Founded February 9, 1818
Named for Alexander J. Dallas
Seat Selma
Largest city Selma
Area
 - Total
 - Land
 - Water

994 sq mi (2,574 km²)
979 sq mi (2,536 km²)
15 sq mi (39 km²), 1.5
Population
 - (2020)
 - Density

38,462
Congressional district 7th
Time zone Central: UTC-6/-5
Website www.dallascounty-al.org/
Footnotes: *County Number 27 on Alabama Licence Plates

Dallas County is a county located in the central part of the U.S. state of Alabama. As of the 2020 census, its population was 38,462.[1] The county seat is Selma.[2] Its name is in honor of United States Secretary of the Treasury Alexander J. Dallas, who served from 1814 to 1816.

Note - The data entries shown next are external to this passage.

use super::{
    payloads::{self, MessageRequest},
    DeliveryError, Document, MessagingClient, Operation,
};
use anyhow::{Context, Result};
use async_trait::async_trait;
use std::sync::Arc;
use std::time::Duration;
use wabc_core::{Recipient, TemplateRef, UploadedAsset};

/// Uploads move a whole file; sends carry a small JSON body.
pub const UPLOAD_TIMEOUT: Duration = Duration::from_secs(60);
pub const SEND_TIMEOUT: Duration = Duration::from_secs(30);

/// Client for the WhatsApp Cloud API media and messages endpoints.
///
/// All calls go to `{api_base}/{graph_version}/{phone_number_id}` with a
/// bearer token.
#[derive(Clone)]
pub struct CloudApiClient {
    pub base_url: String,
    access_token: String,
    http_client: reqwest::Client,
    upload_timeout: Duration,
    send_timeout: Duration,
}

impl CloudApiClient {
    pub fn new(
        api_base: &str,
        graph_version: &str,
        phone_number_id: &str,
        access_token: String,
    ) -> Result<Arc<Self>> {
        Self::with_timeouts(
            api_base,
            graph_version,
            phone_number_id,
            access_token,
            UPLOAD_TIMEOUT,
            SEND_TIMEOUT,
        )
    }

    pub fn with_timeouts(
        api_base: &str,
        graph_version: &str,
        phone_number_id: &str,
        access_token: String,
        upload_timeout: Duration,
        send_timeout: Duration,
    ) -> Result<Arc<Self>> {
        let http_client = reqwest::Client::builder()
            .tcp_keepalive(Duration::from_secs(60))
            .build()
            .context("Failed to create HTTP client")?;

        Ok(Arc::new(Self {
            base_url: format!(
                "{}/{}/{}",
                api_base.trim_end_matches('/'),
                graph_version,
                phone_number_id
            ),
            access_token,
            http_client,
            upload_timeout,
            send_timeout,
        }))
    }

    async fn post_message(
        &self,
        operation: Operation,
        payload: &MessageRequest<'_>,
    ) -> Result<String, DeliveryError> {
        let url = format!("{}/messages", self.base_url);
        let resp = self
            .http_client
            .post(&url)
            .bearer_auth(&self.access_token)
            .timeout(self.send_timeout)
            .json(payload)
            .send()
            .await
            .map_err(|e| classify(operation, self.send_timeout, e))?;

        let body = read_body(operation, self.send_timeout, resp).await?;
        payloads::message_id(&body).ok_or(DeliveryError::MissingId { operation, body })
    }
}

/// Status >= 300 is a failure; the body is kept for diagnosis.
async fn read_body(
    operation: Operation,
    timeout: Duration,
    resp: reqwest::Response,
) -> Result<String, DeliveryError> {
    let status = resp.status();
    let body = resp
        .text()
        .await
        .map_err(|e| classify(operation, timeout, e))?;
    if status.as_u16() >= 300 {
        return Err(DeliveryError::Status {
            operation,
            status: status.as_u16(),
            body,
        });
    }
    Ok(body)
}

fn classify(operation: Operation, timeout: Duration, err: reqwest::Error) -> DeliveryError {
    if err.is_timeout() {
        DeliveryError::Timeout { operation, timeout }
    } else {
        DeliveryError::Transport {
            operation,
            message: err.to_string(),
        }
    }
}

#[async_trait]
impl MessagingClient for CloudApiClient {
    async fn upload_asset(&self, document: &Document) -> Result<String, DeliveryError> {
        let operation = Operation::Upload;
        let url = format!("{}/media", self.base_url);

        let file_part = reqwest::multipart::Part::bytes(document.bytes.clone())
            .file_name(document.file_name.clone())
            .mime_str(&document.mime_type)
            .map_err(|e| classify(operation, self.upload_timeout, e))?;
        let form = reqwest::multipart::Form::new()
            .text("messaging_product", payloads::MESSAGING_PRODUCT)
            .text("type", document.mime_type.clone())
            .part("file", file_part);

        let resp = self
            .http_client
            .post(&url)
            .bearer_auth(&self.access_token)
            .timeout(self.upload_timeout)
            .multipart(form)
            .send()
            .await
            .map_err(|e| classify(operation, self.upload_timeout, e))?;

        let body = read_body(operation, self.upload_timeout, resp).await?;
        let media_id =
            payloads::media_id(&body).ok_or(DeliveryError::MissingId { operation, body })?;

        tracing::info!(
            media_id = %media_id,
            file = %document.file_name,
            bytes = document.bytes.len(),
            "Document uploaded to Cloud API"
        );
        Ok(media_id)
    }

    async fn send_template(
        &self,
        to: &Recipient,
        template: &TemplateRef,
    ) -> Result<String, DeliveryError> {
        let payload = MessageRequest::template(to.as_str(), &template.name, &template.language);
        let id = self.post_message(Operation::SendTemplate, &payload).await?;
        tracing::debug!(recipient = %to, message_id = %id, template = %template, "template accepted");
        Ok(id)
    }

    async fn send_document(
        &self,
        to: &Recipient,
        asset: &UploadedAsset,
        caption: &str,
    ) -> Result<String, DeliveryError> {
        let payload =
            MessageRequest::document(to.as_str(), &asset.asset_id, &asset.filename, caption);
        let id = self.post_message(Operation::SendDocument, &payload).await?;
        tracing::debug!(recipient = %to, message_id = %id, "document accepted");
        Ok(id)
    }
}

Dallas County comprises the Selma, AL Micropolitan Statistical Area.

History[]

Dallas County was created by the Alabama territorial legislature on February 9, 1818, from Montgomery County. This was a portion of the Creek cession of lands to the US government of August 9, 1814. The Creek were known as one of the Five Civilized Tribes of the Southeast. The county was named for U.S. Treasury Secretary Alexander J. Dallas of Pennsylvania.

Dallas County is located in what has become known as the Black Belt region of the west-central portion of the state. The name referred to its fertile soil, and the area was largely developed for cotton plantations, worked by enslaved African Americans in the antebellum period. After emancipation following the Civil War, many of the African Americans who stayed in the area worked as sharecroppers and tenant farmers. The county has been majority black since before the war because of the numerous slaves who worked the plantations.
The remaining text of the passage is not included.